====== Extracted entries

//! Adapter doubles for tests.

use std::sync::Arc;
use std::sync::atomic::{AtomicUsize, Ordering};
use std::time::SystemTime;

use async_trait::async_trait;
use bytes::Bytes;
use parking_lot::Mutex;

use crate::identity::Identity;
use crate::vfs::{Entry, sort_entries};

use super::{IncomingStore, PricelistStore, StorageError, StorageResult};

/// One `store` call seen by [`RecordingIncomingStore`].
#[derive(Debug, Clone, PartialEq, Eq)]
pub struct RecordedUpload {
    pub username: String,
    pub filename: String,
    pub content: Vec<u8>,
}

/// Incoming store that records every call.
#[derive(Debug, Default)]
pub struct RecordingIncomingStore {
    calls: Arc<Mutex<Vec<RecordedUpload>>>,
    retain: bool,
}

impl RecordingIncomingStore {
    /// Forwarding double: records uploads, lists nothing.
    pub fn new() -> Self {
        Self::default()
    }

    /// Retaining double: uploads show up in listings.
    pub fn retaining() -> Self {
        Self {
            retain: true,
            ..Self::default()
        }
    }

    pub fn calls(&self) -> Vec<RecordedUpload> {
        self.calls.lock().clone()
    }
}

#[async_trait]
impl IncomingStore for RecordingIncomingStore {
    fn name(&self) -> &'static str {
        "recording"
    }

    fn retains_files(&self) -> bool {
        self.retain
    }

    async fn store(&self, identity: &Identity, filename: &str, content: Vec<u8>) -> StorageResult<()> {
        self.calls.lock().push(RecordedUpload {
            username: identity.username().to_string(),
            filename: filename.to_string(),
            content,
        });
        Ok(())
    }

    async fn list(&self, identity: &Identity) -> StorageResult<Vec<Entry>> {
        if !self.retain {
            return Ok(Vec::new());
        }
        let mut entries: Vec<Entry> = Vec::new();
        for call in self.calls.lock().iter() {
            if call.username != identity.username() {
                continue;
            }
            entries.retain(|e| e.name != call.filename);
            entries.push(Entry::file(
                call.filename.clone(),
                call.content.len() as u64,
                SystemTime::now(),
            ));
        }
        sort_entries(&mut entries);
        Ok(entries)
    }
}

fn refused() -> StorageError {
    StorageError::unavailable("connection refused")
}

/// Pricelist store whose backend is never reachable. Counts calls.
#[derive(Debug, Default)]
pub struct UnreachablePricelistStore {
    calls: AtomicUsize,
    mutable: bool,
}

impl UnreachablePricelistStore {
    pub fn new(mutable: bool) -> Self {
        Self {
            calls: AtomicUsize::new(0),
            mutable,
        }
    }

    pub fn calls(&self) -> usize {
        self.calls.load(Ordering::SeqCst)
    }

    fn fail<T>(&self) -> StorageResult<T> {
        self.calls.fetch_add(1, Ordering::SeqCst);
        Err(refused())
    }
}

#[async_trait]
impl PricelistStore for UnreachablePricelistStore {
    fn name(&self) -> &'static str {
        "unreachable"
    }

    fn is_mutable(&self) -> bool {
        self.mutable
    }

    async fn download(&self, _identity: &Identity, _path: &str) -> StorageResult<Bytes> {
        self.fail()
    }

    async fn upload(&self, _identity: &Identity, _path: &str, _content: Vec<u8>) -> StorageResult<()> {
        self.fail()
    }

    async fn list(&self, _identity: &Identity, _path: &str) -> StorageResult<Vec<Entry>> {
        self.fail()
    }

    async fn exists(&self, _identity: &Identity, _path: &str) -> StorageResult<bool> {
        self.fail()
    }

    async fn metadata(&self, _identity: &Identity, _path: &str) -> StorageResult<Entry> {
        self.fail()
    }

    async fn mkdir(&self, _identity: &Identity, _path: &str) -> StorageResult<()> {
        self.fail()
    }
}

/// Incoming store whose backend is never reachable. Counts calls.
#[derive(Debug, Default)]
pub struct UnreachableIncomingStore {
    calls: AtomicUsize,
}

impl UnreachableIncomingStore {
    pub fn new() -> Self {
        Self::default()
    }

    pub fn calls(&self) -> usize {
        self.calls.load(Ordering::SeqCst)
    }
}

#[async_trait]
impl IncomingStore for UnreachableIncomingStore {
    fn name(&self) -> &'static str {
        "unreachable"
    }

    fn retains_files(&self) -> bool {
        false
    }

    async fn store(&self, _identity: &Identity, _filename: &str, _content: Vec<u8>) -> StorageResult<()> {
        self.calls.fetch_add(1, Ordering::SeqCst);
        Err(refused())
    }

    async fn list(&self, _identity: &Identity) -> StorageResult<Vec<Entry>> {
        self.calls.fetch_add(1, Ordering::SeqCst);
        Err(refused())
    }
}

============

Your goal -
Take the entries above and set them all down again exactly as they read.

Exercise result -
//! Adapter doubles for tests.

use std::sync::Arc;
use std::sync::atomic::{AtomicUsize, Ordering};
use std::time::SystemTime;

use async_trait::async_trait;
use bytes::Bytes;
use parking_lot::Mutex;

use crate::identity::Identity;
use crate::vfs::{Entry, sort_entries};

use super::{IncomingStore, PricelistStore, StorageError, StorageResult};

/// One `store` call seen by [`RecordingIncomingStore`].
#[derive(Debug, Clone, PartialEq, Eq)]
pub struct RecordedUpload {
    pub username: String,
    pub filename: String,
    pub content: Vec<u8>,
}

/// Incoming store that records every call.
#[derive(Debug, Default)]
pub struct RecordingIncomingStore {
    calls: Arc<Mutex<Vec<RecordedUpload>>>,
    retain: bool,
}

impl RecordingIncomingStore {
    /// Forwarding double: records uploads, lists nothing.
    pub fn new() -> Self {
        Self::default()
    }

    /// Retaining double: uploads show up in listings.
    pub fn retaining() -> Self {
        Self {
            retain: true,
            ..Self::default()
        }
    }

    pub fn calls(&self) -> Vec<RecordedUpload> {
        self.calls.lock().clone()
    }
}

#[async_trait]
impl IncomingStore for RecordingIncomingStore {
    fn name(&self) -> &'static str {
        "recording"
    }

    fn retains_files(&self) -> bool {
        self.retain
    }

    async fn store(&self, identity: &Identity, filename: &str, content: Vec<u8>) -> StorageResult<()> {
        self.calls.lock().push(RecordedUpload {
            username: identity.username().to_string(),
            filename: filename.to_string(),
            content,
        });
        Ok(())
    }

    async fn list(&self, identity: &Identity) -> StorageResult<Vec<Entry>> {
        if !self.retain {
            return Ok(Vec::new());
        }
        let mut entries: Vec<Entry> = Vec::new();
        for call in self.calls.lock().iter() {
            if call.username != identity.username() {
                continue;
            }
            entries.retain(|e| e.name != call.filename);
            entries.push(Entry::file(
                call.filename.clone(),
                call.content.len() as u64,
                SystemTime::now(),
            ));
        }
        sort_entries(&mut entries);
        Ok(entries)
    }
}

fn refused() -> StorageError {
    StorageError::unavailable("connection refused")
}

/// Pricelist store whose backend is never reachable. Counts calls.
#[derive(Debug, Default)]
pub struct UnreachablePricelistStore {
    calls: AtomicUsize,
    mutable: bool,
}

impl UnreachablePricelistStore {
    pub fn new(mutable: bool) -> Self {
        Self {
            calls: AtomicUsize::new(0),
            mutable,
        }
    }

    pub fn calls(&self) -> usize {
        self.calls.load(Ordering::SeqCst)
    }

    fn fail<T>(&self) -> StorageResult<T> {
        self.calls.fetch_add(1, Ordering::SeqCst);
        Err(refused())
    }
}

#[async_trait]
impl PricelistStore for UnreachablePricelistStore {
    fn name(&self) -> &'static str {
        "unreachable"
    }

    fn is_mutable(&self) -> bool {
        self.mutable
    }

    async fn download(&self, _identity: &Identity, _path: &str) -> StorageResult<Bytes> {
        self.fail()
    }

    async fn upload(&self, _identity: &Identity, _path: &str, _content: Vec<u8>) -> StorageResult<()> {
        self.fail()
    }

    async fn list(&self, _identity: &Identity, _path: &str) -> StorageResult<Vec<Entry>> {
        self.fail()
    }

    async fn exists(&self, _identity: &Identity, _path: &str) -> StorageResult<bool> {
        self.fail()
    }

    async fn metadata(&self, _identity: &Identity, _path: &str) -> StorageResult<Entry> {
        self.fail()
    }

    async fn mkdir(&self, _identity: &Identity, _path: &str) -> StorageResult<()> {
        self.fail()
    }
}

/// Incoming store whose backend is never reachable. Counts calls.
#[derive(Debug, Default)]
pub struct UnreachableIncomingStore {
    calls: AtomicUsize,
}

impl UnreachableIncomingStore {
    pub fn new() -> Self {
        Self::default()
    }

    pub fn calls(&self) -> usize {
        self.calls.load(Ordering::SeqCst)
    }
}

#[async_trait]
impl IncomingStore for UnreachableIncomingStore {
    fn name(&self) -> &'static str {
        "unreachable"
    }

    fn retains_files(&self) -> bool {
        false
    }

    async fn store(&self, _identity: &Identity, _filename: &str, _content: Vec<u8>) -> StorageResult<()> {
        self.calls.fetch_add(1, Ordering::SeqCst);
        Err(refused())
    }

    async fn list(&self, _identity: &Identity) -> StorageResult<Vec<Entry>> {
        self.calls.fetch_add(1, Ordering::SeqCst);
        Err(refused())
    }
}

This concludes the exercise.